Hacker Newsnew | past | comments | ask | show | jobs | submitlogin

Have you considered or tried adding steps to create / review an engineering design doc? Jumping straight from PRD to a huge code change seems scary. Granted, given that it's fast and cheap to throw code away and start over, maybe engineering design is a thing of the past. But still, it seems like it would be useful to have it delineate the high-level decisions and tradeoffs before jumping straight into code; once the code is generated it's harder to think about alternative approaches.


It depends. But let me explain.

Adding an additional layer slows things down. So the tradeoff must be worth it.

Personally, I would go without a design doc, unless you work on a mission-critical feature humans MUST specify or deeply understand. But this is my gut speaking, I need to give it a try!

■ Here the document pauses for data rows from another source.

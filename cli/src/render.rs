//! Terminal rendering of the display models.

use ladle_core::{RecipeCard, RecipeDetailView, VideoView};

pub fn print_cards(cards: &[RecipeCard]) {
    if cards.is_empty() {
        println!("No recipes match your filters.");
        return;
    }
    for card in cards {
        println!("{}  [{}]", card.title, card.id);
        println!(
            "  {} · {} · {} · {}",
            card.difficulty, card.recipe_type, card.total_time, card.rating
        );
        println!("  {}", card.description);
        println!();
    }
}

pub fn print_detail(detail: &RecipeDetailView) {
    println!("{}  [{}]", detail.title, detail.id);
    println!(
        "{} · {} · {} · {} · {}",
        detail.difficulty, detail.recipe_type, detail.prep_time, detail.cook_time, detail.rating
    );
    println!();
    println!("{}", detail.description);

    println!();
    println!("Ingredients");
    for ingredient in &detail.ingredients {
        println!("  - {ingredient}");
    }

    println!();
    println!("Steps");
    for (index, step) in detail.steps.iter().enumerate() {
        println!("  {}. {}", index + 1, step);
    }

    println!();
    println!("Rating & Reviews");
    println!("  {}", detail.rating_summary);
    if detail.reviews.is_empty() {
        println!("  No reviews yet.");
    } else {
        for review in &detail.reviews {
            match &review.text {
                Some(text) => println!("  {} – {}", review.stars, text),
                None => println!("  {}", review.stars),
            }
        }
    }

    if let Some(video) = &detail.video {
        println!();
        match video {
            VideoView::Embed(url) => println!("Cooking video: {url}"),
            VideoView::Link(url) => println!("Watch cooking video: {url}"),
        }
    }
}
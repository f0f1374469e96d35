//! Folding a new review into a recipe's running average.

use serde_json::Map;

use crate::ids::generate_id;
use crate::types::{now_timestamp, Recipe, Review};

/// Round to two decimal places, matching the stored precision of the
/// running average.
pub fn round2(value: f64) -> f64 {
    (value * 100.0).round() / 100.0
}

/// Fold a star rating into the recipe's average and prepend the review.
/// The caller is responsible for validating `stars` (1 to 5) and persisting
/// the collection afterwards.
pub fn add_review(recipe: &mut Recipe, stars: u8, text: Option<String>) {
    let new_count = recipe.rating_count + 1;
    let new_total = recipe.rating * recipe.rating_count as f64 + stars as f64;
    recipe.rating = round2(new_total / new_count as f64);
    recipe.rating_count = new_count;

    let review = Review {
        id: generate_id(),
        rating: stars,
        text,
        created_at: now_timestamp(),
        extra: Map::new(),
    };
    recipe.reviews.insert(0, review);
}

#[cfg(test)]
mod tests {
    use super::*;
    use crate::normalize::normalize_recipe;
    use serde_json::json;

    #[test]
    fn test_round2() {
        assert_eq!(round2(4.333333), 4.33);
        assert_eq!(round2(4.666666), 4.67);
        assert_eq!(round2(5.0), 5.0);
    }

    #[test]
    fn test_first_review_sets_average() {
        let mut recipe = normalize_recipe(json!({ "id": "a" }));
        add_review(&mut recipe, 4, None);
        assert_eq!(recipe.rating, 4.0);
        assert_eq!(recipe.rating_count, 1);
        assert_eq!(recipe.reviews.len(), 1);
    }

    #[test]
    fn test_review_updates_running_average() {
        let mut recipe = normalize_recipe(json!({
            "id": "a",
            "rating": 4.0,
            "ratingCount": 1,
            "reviews": [{ "id": "r1", "rating": 4, "createdAt": "t" }],
        }));
        add_review(&mut recipe, 5, Some("Great".to_string()));

        assert_eq!(recipe.rating, 4.5);
        assert_eq!(recipe.rating_count, 2);
        assert_eq!(recipe.reviews.len(), 2);
        // newest first
        assert_eq!(recipe.reviews[0].rating, 5);
        assert_eq!(recipe.reviews[0].text.as_deref(), Some("Great"));
        assert_eq!(recipe.reviews[1].id, "r1");
    }

    #[test]
    fn test_average_tracks_mean_of_all_submissions() {
        let mut recipe = normalize_recipe(json!({ "id": "a" }));
        let stars = [5u8, 3, 4, 2, 5, 1];
        for s in stars {
            add_review(&mut recipe, s, None);
        }
        let mean = stars.iter().map(|&s| s as f64).sum::<f64>() / stars.len() as f64;
        assert_eq!(recipe.rating, round2(mean));
        assert_eq!(recipe.rating_count as usize, stars.len());
    }

    #[test]
    fn test_reviews_get_distinct_ids() {
        let mut recipe = normalize_recipe(json!({ "id": "a" }));
        add_review(&mut recipe, 5, None);
        add_review(&mut recipe, 4, None);
        assert_ne!(recipe.reviews[0].id, recipe.reviews[1].id);
    }
}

Yeah I'd love to hear more about that. Like the way I imagine things working currently is "get requirement", "implement requirement", more or less following existing patterns and not doing too much thinking or changing of the existing structure.

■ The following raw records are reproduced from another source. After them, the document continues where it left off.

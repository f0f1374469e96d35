//! Recipe form parsing and validation.
//!
//! The form carries the raw text the user entered. Validation collects
//! every violated rule rather than stopping at the first, so the user can
//! fix everything in one pass.

use serde_json::Map;

use crate::ids::generate_id;
use crate::types::{now_timestamp, Recipe, RecipeType};

/// Raw form input, exactly as entered. Ingredients and steps are
/// newline-separated blobs.
#[derive(Debug, Clone, Default, PartialEq)]
pub struct RecipeForm {
    /// Present in edit mode, absent in create mode.
    pub id: Option<String>,
    pub title: String,
    pub description: String,
    pub difficulty: String,
    pub recipe_type: String,
    pub prep_time: String,
    pub cook_time: String,
    pub image_url: String,
    pub video_url: String,
    pub ingredients: String,
    pub steps: String,
}

impl RecipeForm {
    /// Pre-populate every field from an existing recipe for editing.
    pub fn for_edit(recipe: &Recipe) -> Self {
        Self {
            id: Some(recipe.id.clone()),
            title: recipe.title.clone(),
            description: recipe.description.clone(),
            difficulty: recipe.difficulty.clone(),
            recipe_type: recipe.recipe_type.as_str().to_string(),
            prep_time: fmt_minutes(recipe.prep_time),
            cook_time: fmt_minutes(recipe.cook_time),
            image_url: recipe.image_url.clone().unwrap_or_default(),
            video_url: recipe.video_url.clone().unwrap_or_default(),
            ingredients: recipe.ingredients.join("\n"),
            steps: recipe.steps.join("\n"),
        }
    }
}

/// A validated recipe draft, ready to be applied to the collection.
#[derive(Debug, Clone, PartialEq)]
pub struct RecipeDraft {
    pub id: Option<String>,
    pub title: String,
    pub description: String,
    pub difficulty: String,
    pub recipe_type: RecipeType,
    pub prep_time: f64,
    pub cook_time: f64,
    pub image_url: Option<String>,
    pub video_url: Option<String>,
    pub ingredients: Vec<String>,
    pub steps: Vec<String>,
}

/// Validate the form, returning either a draft or every violation found.
pub fn validate_form(form: &RecipeForm) -> Result<RecipeDraft, Vec<String>> {
    let mut errors = Vec::new();

    let title = form.title.trim().to_string();
    if title.is_empty() {
        errors.push("Title is required.".to_string());
    }

    let description = form.description.trim().to_string();
    if description.is_empty() {
        errors.push("Description is required.".to_string());
    }

    let difficulty = form.difficulty.trim().to_string();
    if difficulty.is_empty() {
        errors.push("Difficulty is required.".to_string());
    }

    let recipe_type = RecipeType::parse(form.recipe_type.trim());
    if recipe_type.is_none() {
        errors.push("Type is required.".to_string());
    }

    let prep_time = parse_minutes(&form.prep_time);
    if prep_time.is_none() {
        errors.push("Prep time invalid.".to_string());
    }

    let cook_time = parse_minutes(&form.cook_time);
    if cook_time.is_none() {
        errors.push("Cook time invalid.".to_string());
    }

    let ingredients = split_lines(&form.ingredients);
    if ingredients.is_empty() {
        errors.push("At least one ingredient required.".to_string());
    }

    let steps = split_lines(&form.steps);
    if steps.is_empty() {
        errors.push("At least one step required.".to_string());
    }

    if !errors.is_empty() {
        return Err(errors);
    }

    Ok(RecipeDraft {
        id: form.id.clone().filter(|id| !id.is_empty()),
        title,
        description,
        difficulty,
        recipe_type: recipe_type.unwrap_or_default(),
        prep_time: prep_time.unwrap_or(0.0),
        cook_time: cook_time.unwrap_or(0.0),
        image_url: trimmed_or_none(&form.image_url),
        video_url: trimmed_or_none(&form.video_url),
        ingredients,
        steps,
    })
}

/// Apply a validated draft: merge in place when the draft carries the id
/// of an existing recipe (ratings and reviews are preserved), otherwise
/// prepend a brand-new recipe. A stale id is a silent no-op.
pub fn apply_draft(recipes: &mut Vec<Recipe>, draft: RecipeDraft) {
    match draft.id {
        Some(ref id) => {
            if let Some(existing) = recipes.iter_mut().find(|r| r.id == *id) {
                existing.title = draft.title;
                existing.description = draft.description;
                existing.difficulty = draft.difficulty;
                existing.recipe_type = draft.recipe_type;
                existing.prep_time = draft.prep_time;
                existing.cook_time = draft.cook_time;
                existing.image_url = draft.image_url;
                existing.video_url = draft.video_url;
                existing.ingredients = draft.ingredients;
                existing.steps = draft.steps;
            }
        }
        None => {
            recipes.insert(
                0,
                Recipe {
                    id: generate_id(),
                    title: draft.title,
                    description: draft.description,
                    ingredients: draft.ingredients,
                    steps: draft.steps,
                    prep_time: draft.prep_time,
                    cook_time: draft.cook_time,
                    difficulty: draft.difficulty,
                    recipe_type: draft.recipe_type,
                    image_url: draft.image_url,
                    video_url: draft.video_url,
                    rating: 0.0,
                    rating_count: 0,
                    reviews: Vec::new(),
                    created_at: now_timestamp(),
                    extra: Map::new(),
                },
            );
        }
    }
}

/// Split a textarea-style blob on line breaks, trimming each line and
/// discarding blank ones.
pub fn split_lines(blob: &str) -> Vec<String> {
    blob.lines()
        .map(str::trim)
        .filter(|line| !line.is_empty())
        .map(str::to_string)
        .collect()
}

/// Empty input counts as zero minutes; anything else must parse as a
/// non-negative number.
fn parse_minutes(input: &str) -> Option<f64> {
    let trimmed = input.trim();
    if trimmed.is_empty() {
        return Some(0.0);
    }
    trimmed.parse::<f64>().ok().filter(|m| *m >= 0.0)
}

fn trimmed_or_none(input: &str) -> Option<String> {
    let trimmed = input.trim();
    if trimmed.is_empty() {
        None
    } else {
        Some(trimmed.to_string())
    }
}

/// Format minutes the way they are entered: whole numbers without a
/// trailing fraction.
pub fn fmt_minutes(minutes: f64) -> String {
    if minutes.fract() == 0.0 {
        format!("{}", minutes as i64)
    } else {
        format!("{minutes}")
    }
}

#[cfg(test)]
mod tests {
    use super::*;

    fn valid_form() -> RecipeForm {
        RecipeForm {
            id: None,
            title: "Toast".to_string(),
            description: "Crispy bread.".to_string(),
            difficulty: "Easy".to_string(),
            recipe_type: "Veg".to_string(),
            prep_time: "2".to_string(),
            cook_time: "3".to_string(),
            image_url: String::new(),
            video_url: String::new(),
            ingredients: "bread\nbutter".to_string(),
            steps: "toast the bread\nspread the butter".to_string(),
        }
    }

    #[test]
    fn test_valid_form_produces_draft() {
        let draft = validate_form(&valid_form()).unwrap();
        assert_eq!(draft.title, "Toast");
        assert_eq!(draft.prep_time, 2.0);
        assert_eq!(draft.ingredients, vec!["bread", "butter"]);
        assert_eq!(draft.image_url, None);
    }

    #[test]
    fn test_all_violations_are_collected() {
        let form = RecipeForm {
            prep_time: "abc".to_string(),
            cook_time: "-5".to_string(),
            ..RecipeForm::default()
        };
        let errors = validate_form(&form).unwrap_err();
        assert_eq!(
            errors,
            vec![
                "Title is required.",
                "Description is required.",
                "Difficulty is required.",
                "Type is required.",
                "Prep time invalid.",
                "Cook time invalid.",
                "At least one ingredient required.",
                "At least one step required.",
            ]
        );
    }

    #[test]
    fn test_empty_ingredients_blob_is_reported() {
        let form = RecipeForm {
            ingredients: "\n  \n\n".to_string(),
            ..valid_form()
        };
        let errors = validate_form(&form).unwrap_err();
        assert!(errors.contains(&"At least one ingredient required.".to_string()));
    }

    #[test]
    fn test_blank_lines_are_discarded() {
        assert_eq!(split_lines("a\n\n  b  \n\nc\n"), vec!["a", "b", "c"]);
        assert!(split_lines("").is_empty());
    }

    #[test]
    fn test_empty_minutes_count_as_zero() {
        let form = RecipeForm {
            prep_time: String::new(),
            cook_time: "  ".to_string(),
            ..valid_form()
        };
        let draft = validate_form(&form).unwrap();
        assert_eq!(draft.prep_time, 0.0);
        assert_eq!(draft.cook_time, 0.0);
    }

    #[test]
    fn test_create_prepends_with_fresh_identity() {
        let mut recipes = Vec::new();
        apply_draft(&mut recipes, validate_form(&valid_form()).unwrap());
        apply_draft(
            &mut recipes,
            validate_form(&RecipeForm {
                title: "Second".to_string(),
                ..valid_form()
            })
            .unwrap(),
        );

        assert_eq!(recipes.len(), 2);
        assert_eq!(recipes[0].title, "Second");
        assert!(!recipes[0].id.is_empty());
        assert_ne!(recipes[0].id, recipes[1].id);
        assert_eq!(recipes[0].rating, 0.0);
        assert!(recipes[0].reviews.is_empty());
    }

    #[test]
    fn test_edit_merges_in_place_preserving_ratings() {
        let mut recipes = Vec::new();
        apply_draft(&mut recipes, validate_form(&valid_form()).unwrap());
        let id = recipes[0].id.clone();
        let created_at = recipes[0].created_at.clone();
        crate::rating::add_review(&mut recipes[0], 5, None);

        let mut form = RecipeForm::for_edit(&recipes[0]);
        form.title = "Fancy Toast".to_string();
        let draft = validate_form(&form).unwrap();
        apply_draft(&mut recipes, draft);

        assert_eq!(recipes.len(), 1);
        assert_eq!(recipes[0].title, "Fancy Toast");
        assert_eq!(recipes[0].id, id);
        assert_eq!(recipes[0].created_at, created_at);
        assert_eq!(recipes[0].rating, 5.0);
        assert_eq!(recipes[0].reviews.len(), 1);
    }

    #[test]
    fn test_edit_with_stale_id_is_a_no_op() {
        let mut recipes = Vec::new();
        let mut form = valid_form();
        form.id = Some("gone".to_string());
        apply_draft(&mut recipes, validate_form(&form).unwrap());
        assert!(recipes.is_empty());
    }

    #[test]
    fn test_for_edit_round_trips_the_form() {
        let mut recipes = Vec::new();
        apply_draft(&mut recipes, validate_form(&valid_form()).unwrap());
        let form = RecipeForm::for_edit(&recipes[0]);
        assert_eq!(form.id.as_deref(), Some(recipes[0].id.as_str()));
        assert_eq!(form.ingredients, "bread\nbutter");
        assert_eq!(form.prep_time, "2");
        assert_eq!(form.recipe_type, "Veg");
    }
}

But what I'd love to see is, if it has an engineering design step, could it step back and say "we're starting to see this system evolve to a place where a <CQRS, event-sourcing, server-driven-state-machine, etc> might be a better architectural match, and so here's a proposal to evolve things in that direction as a first step."

Something like Kent Beck's "for each desired change, make the change easy (warning: this may be hard), then make the easy change." If we can get to a point where AI tools can make those kinds of tradeoffs, that's where I think things get slightly dangerous.

OTOH if AI models are writing all the code, and AI models have contexts that far exceed what humans can keep in their head at once, then maybe for these agents everything is an easy change. In which case, well, I guess having human SWEs in the loop would do more harm than good at that point.


I have LLMs write and review design docs. Usually I prompt to describe the doc, the structure, what tradeoffs are especially important, etc. Then an LLM writes the doc. I spot check it. A separate LLM reviews it according to my criteria. Once everything has been covered in first draft form I review it manually, and then the cycle continues a few times. A lot of this can be done in a few minutes. The manual review is the slowest part.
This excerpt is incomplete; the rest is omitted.